Rice was among 10 GOP representatives who joined Democrats on Jan. 13 in voting to impeach Trump for his role in the violence a week earlier at the U.S. Capitol. A Senate trial is expected in February.
With two abstentions, Saturday’s vote was 43-0. In a statement afterward, Rice vowed to help the Republican Party where he could but said he felt some in the GOP “have forgotten their very own creed, which states, ‘I will never cower before any master, save my God.’”
A day after his vote, Rice — who represents South Carolina’s 7th District, an area that voted heavily for Trump — told The Associated Press “it hurts my heart” to have gone against the president, but he decided to back impeachment after seeing what he characterized as Trump’s inaction during the Capitol Hill riot.
Party committees across the country have moved to punish many of those 10 House Republicans who supported Trump’s impeachment. His hold on state parties reflects the ex-president’s continued popularity with the base and the work his political operation has done to plant loyalists in the typically obscure local GOP apparatus.
State party-level censures aren’t common in South Carolina. The GOP in 2009 issued one to then-Gov. Mark Sanford after he fled the state for five days to visit a lover in Argentina. In 2009 and 2010, several county-level Republican parties censured U.S. Sen. Lindsey Graham for his willingness to work on bipartisan deals, with one county deriding Graham’s “condescending attitude” to the party’s grassroots organizers.
The censure is a symbolic expression of disapproval that some warn could have electoral consequences for Rice, who has represented the 7th District since its creation in 2012. Long a reliable backer of Trump’s policies, Rice campaigned with the president and, according to FiveThirtyEight, voted 94% of the time in favor of Trump-backed legislation — the highest percentage among South Carolina’s current delegation.
In his only primary since first elected in 2012, Rice won with 84% of the vote. He’s been reelected each time with at least 56% of votes cast. Now, Rice is all but sure to face at least a handful of primary challengers, with one formally creating an exploratory committee this past week.
Rice told the AP he knew he’d likely face a difficult primary and that the impeachment vote could potentially cost him his seat. “If it does, it does,” he said.

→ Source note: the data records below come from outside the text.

//! Database layer for SentAI
//!
//! Provides:
//! - SeaORM entity models
//! - Repository pattern for data access
//! - Connection pool management
//! - Schema bootstrap from the entity definitions

pub mod models;
mod repository;

pub use models::{MAX_RATING, MIN_RATING};

pub use repository::{
    check_review_fields, AnalysisPatch, BulkEditItem, CategoryPriorityCount, NewReview,
    ProcessedFilter, Recommendation, RecommendationKey, RecommendationKind, Repository,
};

use crate::config::DatabaseConfig;
use crate::errors::{AppError, Result};
use models::{
    AiRecommendationColumn, AiRecommendationEntity, CompetitorRecommendationColumn,
    CompetitorRecommendationEntity, ProcessedReviewEntity, ReviewEntity, UserColumn, UserEntity,
};
use sea_orm::sea_query::Index;
use sea_orm::{ConnectOptions, ConnectionTrait, Database, DatabaseConnection, Schema};
use std::time::Duration;
use tracing::info;

/// Database connection pool wrapper
#[derive(Clone)]
pub struct DbPool {
    conn: DatabaseConnection,
}

impl DbPool {
    /// Create a new database pool from configuration
    pub async fn new(config: &DatabaseConfig) -> Result<Self> {
        info!("Connecting to database...");

        let mut opts = ConnectOptions::new(&config.url);
        opts.max_connections(config.max_connections)
            .min_connections(config.min_connections)
            .connect_timeout(Duration::from_secs(config.connect_timeout_secs))
            .idle_timeout(Duration::from_secs(config.idle_timeout_secs))
            .sqlx_logging(config.sql_logging);

        let conn = Database::connect(opts)
            .await
            .map_err(|e| AppError::DatabaseConnection {
                message: format!("Failed to connect: {}", e),
            })?;

        info!("Database connection established");

        Ok(Self { conn })
    }

    /// Private in-memory SQLite database with the schema applied
    ///
    /// A single connection is used so every query sees the same database.
    pub async fn in_memory() -> Result<Self> {
        let mut opts = ConnectOptions::new("sqlite::memory:");
        opts.max_connections(1)
            .min_connections(1)
            .acquire_timeout(Duration::from_secs(5))
            .sqlx_logging(false);

        let conn = Database::connect(opts)
            .await
            .map_err(|e| AppError::DatabaseConnection {
                message: format!("Failed to open in-memory database: {}", e),
            })?;

        let pool = Self { conn };
        pool.init_schema().await?;
        Ok(pool)
    }

    /// Wrap an existing connection
    pub fn from_connection(conn: DatabaseConnection) -> Self {
        Self { conn }
    }

    /// The underlying connection
    pub fn conn(&self) -> &DatabaseConnection {
        &self.conn
    }

    /// Ping the database to check connectivity
    pub async fn ping(&self) -> Result<()> {
        self.conn
            .execute_unprepared("SELECT 1")
            .await
            .map_err(|e| AppError::DatabaseConnection {
                message: format!("Ping failed: {}", e),
            })?;

        Ok(())
    }

    /// Create every table and index that does not exist yet
    pub async fn init_schema(&self) -> Result<()> {
        let backend = self.conn.get_database_backend();
        let schema = Schema::new(backend);

        // Parents before children so foreign keys resolve
        let mut tables = vec![
            schema.create_table_from_entity(UserEntity),
            schema.create_table_from_entity(ReviewEntity),
            schema.create_table_from_entity(ProcessedReviewEntity),
            schema.create_table_from_entity(AiRecommendationEntity),
            schema.create_table_from_entity(CompetitorRecommendationEntity),
        ];

        for table in tables.iter_mut() {
            table.if_not_exists();
            self.conn.execute(backend.build(&*table)).await?;
        }

        let indexes = [
            Index::create()
                .name("uq_users_full_name_organization")
                .table(UserEntity)
                .col(UserColumn::FullName)
                .col(UserColumn::Organization)
                .unique()
                .if_not_exists()
                .to_owned(),
            Index::create()
                .name("uq_ai_recommendations_category_theme")
                .table(AiRecommendationEntity)
                .col(AiRecommendationColumn::Category)
                .col(AiRecommendationColumn::Theme)
                .unique()
                .if_not_exists()
                .to_owned(),
            Index::create()
                .name("uq_competitor_recommendations_category_theme")
                .table(CompetitorRecommendationEntity)
                .col(CompetitorRecommendationColumn::Category)
                .col(CompetitorRecommendationColumn::Theme)
                .unique()
                .if_not_exists()
                .to_owned(),
        ];

        for index in indexes.iter() {
            self.conn.execute(backend.build(index)).await?;
        }

        info!("Database schema ready");
        Ok(())
    }
}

Dreama Perdue, the Republican chairwoman in Rice’s home county of Horry, said she’s fielded hundreds of phone calls from people displeased with the congressman’s vote.
“The people in the district are just very, very upset that Congressman Rice would do this, knowing how much we support the president in South Carolina, and in the 7th District, and in Horry County,” Perdue told the AP. “He told me he voted his conscience. These people did not vote for you to vote your conscience; these people voted for you to support us and our district and the president.”